CIRO proposes framework for advisor incorporation

Proposed rule changes would end a long-standing gap in compensation structure between mutual fund and investment dealer advisors across Canada

CIRO proposes framework for advisor incorporation

The Canadian Investment Regulatory Organization (CIRO) took a significant step toward advisor incorporation on Thursday, releasing proposed rule amendments that would give all client-facing Approved Persons sponsored by CIRO Dealer Members the option to receive compensation through an incorporated entity.

The proposals, now open for public comment, address one of the more persistent structural inequities left over from the 2023 merger of the Mutual Fund Dealers Association of Canada (MFDA) and the Investment Industry Regulatory Organization of Canada (IIROC): the fact that advisors registered with investment dealers have never been able to access the same compensation flexibility available to their mutual fund dealer counterparts.

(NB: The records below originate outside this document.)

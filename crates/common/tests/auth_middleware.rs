//! Integration tests for the authentication middleware and HTTP auth client.

use std::sync::Arc;

use axum::Router;
use axum::body::Body;
use axum::extract::Path;
use axum::http::{Request, StatusCode};
use axum::response::IntoResponse;
use axum::routing::get;
use common::{
    ApiResponse, AuthenticatedUser, Authenticator, CurrentUser, HttpAuthenticator, UserId,
    require_auth,
};
use tower::ServiceExt;

fn alice() -> AuthenticatedUser {
    AuthenticatedUser {
        id: UserId::new(7),
        email: "alice@example.com".to_string(),
        first_name: "Alice".to_string(),
        last_name: "Reader".to_string(),
        is_verified: true,
        is_superuser: false,
    }
}

/// Serves a stand-in for the user service's introspection route and
/// returns its `/user/` prefix.
async fn spawn_introspection_server() -> String {
    async fn introspect(Path(token): Path<String>) -> axum::response::Response {
        match token.as_str() {
            "valid-token" => {
                ApiResponse::success("Authorization successful", alice()).into_response()
            }
            "no-data" => ApiResponse::message("Authorization successful").into_response(),
            "boom" => StatusCode::INTERNAL_SERVER_ERROR.into_response(),
            _ => StatusCode::UNAUTHORIZED.into_response(),
        }
    }

    let app = Router::new().route("/user/{token}", get(introspect));
    let listener = tokio::net::TcpListener::bind("127.0.0.1:0").await.unwrap();
    let addr = listener.local_addr().unwrap();
    tokio::spawn(async move {
        axum::serve(listener, app).await.unwrap();
    });

    format!("http://{addr}/user/")
}

async fn protected_app() -> Router {
    let endpoint = spawn_introspection_server().await;
    let authenticator: Arc<dyn Authenticator> =
        Arc::new(HttpAuthenticator::new(reqwest::Client::new(), endpoint));

    async fn whoami(CurrentUser(auth): CurrentUser) -> String {
        format!("{}:{}", auth.user.email, auth.token)
    }

    Router::new()
        .route("/whoami", get(whoami))
        .layer(axum::middleware::from_fn_with_state(
            authenticator,
            require_auth,
        ))
}

async fn call(app: Router, authorization: Option<&str>) -> (StatusCode, String) {
    let mut builder = Request::builder().uri("/whoami");
    if let Some(value) = authorization {
        builder = builder.header("authorization", value);
    }
    let response = app.oneshot(builder.body(Body::empty()).unwrap()).await.unwrap();
    let status = response.status();
    let body = axum::body::to_bytes(response.into_body(), usize::MAX)
        .await
        .unwrap();
    (status, String::from_utf8(body.to_vec()).unwrap())
}

#[tokio::test]
async fn test_valid_bearer_token_reaches_handler() {
    let app = protected_app().await;

    let (status, body) = call(app, Some("Bearer valid-token")).await;

    assert_eq!(status, StatusCode::OK);
    assert_eq!(body, "alice@example.com:valid-token");
}

#[tokio::test]
async fn test_bare_token_is_accepted() {
    let app = protected_app().await;

    let (status, _) = call(app, Some("valid-token")).await;

    assert_eq!(status, StatusCode::OK);
}

#[tokio::test]
async fn test_missing_header_is_unauthorized() {
    let app = protected_app().await;

    let (status, body) = call(app, None).await;

    assert_eq!(status, StatusCode::UNAUTHORIZED);
    let json: serde_json::Value = serde_json::from_str(&body).unwrap();
    assert_eq!(json["detail"], "Authorization token missing");
}

#[tokio::test]
async fn test_rejected_token_is_unauthorized() {
    let app = protected_app().await;

    let (status, _) = call(app, Some("Bearer forged")).await;

    assert_eq!(status, StatusCode::UNAUTHORIZED);
}

#[tokio::test]
async fn test_missing_user_data_is_unauthorized() {
    let app = protected_app().await;

    let (status, _) = call(app, Some("Bearer no-data")).await;

    assert_eq!(status, StatusCode::UNAUTHORIZED);
}

#[tokio::test]
async fn test_auth_service_failure_is_internal_error() {
    let app = protected_app().await;

    let (status, _) = call(app, Some("Bearer boom")).await;

    assert_eq!(status, StatusCode::INTERNAL_SERVER_ERROR);
}

#[tokio::test]
async fn test_unreachable_auth_service_is_internal_error() {
    // Port 9 (discard) on localhost is not listening in test environments.
    let authenticator = HttpAuthenticator::new(reqwest::Client::new(), "http://127.0.0.1:9/user/");

    let result = authenticator.authenticate("anything").await;

    assert!(matches!(result, Err(common::AuthError::Unavailable(_))));
}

Under existing rules, advisors sponsored by mutual fund dealers, or firms with dual registration, can channel a portion of their compensation through an unregistered corporation via what is known as a directed commission arrangement. That option is expressly unavailable to advisors registered solely with investment dealers, who are compensated directly by their sponsoring firm.

The proposed amendments would dismantle that distinction entirely.

A regulatory priority since CIRO's formation

Harmonizing advisor compensation was identified as a key integration priority in CIRO's 2027 Annual Priorities and is embedded in its three-year Strategic Plan. Alexandra Williams, Senior Vice-President, Strategy, Innovation and Stakeholder Protection at CIRO in Toronto, said the proposals reflect the regulator's broader mandate following the MFDA-IIROC merger.

"Harmonizing advisor compensation is an important way that CIRO is demonstrating its commitment to providing more efficient and consistent regulation," Williams said. "Adopting an incorporated advisor compensation option will provide flexibility for advisors and address the lack of tax certainty associated with the current directed commission approach."

What the changes would look like

Following extensive stakeholder consultation, the proposed amendments take a three-part approach. The existing options allowing advisors to operate as either an employee or an agent of their sponsoring dealer would be preserved. The directed commission arrangement — currently available only to a subset of registrants — would be phased out. In its place, all client-facing Approved Persons would gain access to an incorporated advisor compensation arrangement.

For advisors, the practical implications are meaningful. Incorporation opens the door to income splitting, corporate tax deferral, and greater flexibility in structuring compensation across career transitions — advantages that investment dealer advisors have been unable to access under the current framework. Wealth Professional Canada has covered related regulatory shifts affecting how advisors structure their practices and compensation arrangements, as well as broader CIRO integration developments since the regulator's launch.

CIRO has confirmed that investor protection obligations will remain in force under the new model, with the incorporated entity subject to regulatory requirements owed to clients.

Path to implementation

The proposed amendments are not yet in effect. If approved by the Canadian Securities Administrators (CSA), implementation will require legislative changes, meaning a multi-stage regulatory process lies ahead before the option becomes available in practice. 

The full text of the proposed rule amendments is available on CIRO's website. The comment period is open, and industry participants are encouraged to submit feedback.